▼▼▼
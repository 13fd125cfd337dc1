// otto-rs: Guided git release assistant
//
// SPDX-FileCopyrightText: 2026 Romeo Ahmed
// SPDX-License-Identifier: GPL-3.0-or-later

//! Build command implementation for otto-rs.

use super::Session;
use crate::error::Result;
use crate::ui::{self, Spinner};

/// Main handler for the build command.
///
/// # Errors
///
/// Never fails; install and build errors are reported on screen.
pub fn run_build_command(session: &Session<'_>) -> Result<()> {
    if !session.require_repository() {
        return Ok(());
    }
    let package = &session.package;
    let spinner = Spinner::start("📦 Installing dependencies...");
    if let Err(err) = package.install() {
        spinner.stop("✖ Build Failed");
        ui::note("Error", &err.user_message());
        return Ok(());
    }

    if !package.has_build_script() {
        spinner.stop("⚠ No build script found in package.json");
        ui::note("ℹ Tip", "Add a 'build' script to package.json to enable building.");
        return Ok(());
    }

    spinner.message("🛠️  Building project...");
    match package.build() {
        Ok(()) => {
            tracing::info!(pm = %package.manager(), "build complete");
            spinner.stop("✔ Build Complete");
        }
        Err(err) => {
            spinner.stop("✖ Build Failed");
            ui::note("Error", &err.user_message());
        }
    }
    Ok(())
}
▲▲▲
▶ [Assignment]
Would you show every line in the data above that contains the string "otto"?

▶ [Answer to this exercise]
// otto-rs: Guided git release assistant
//! Build command implementation for otto-rs.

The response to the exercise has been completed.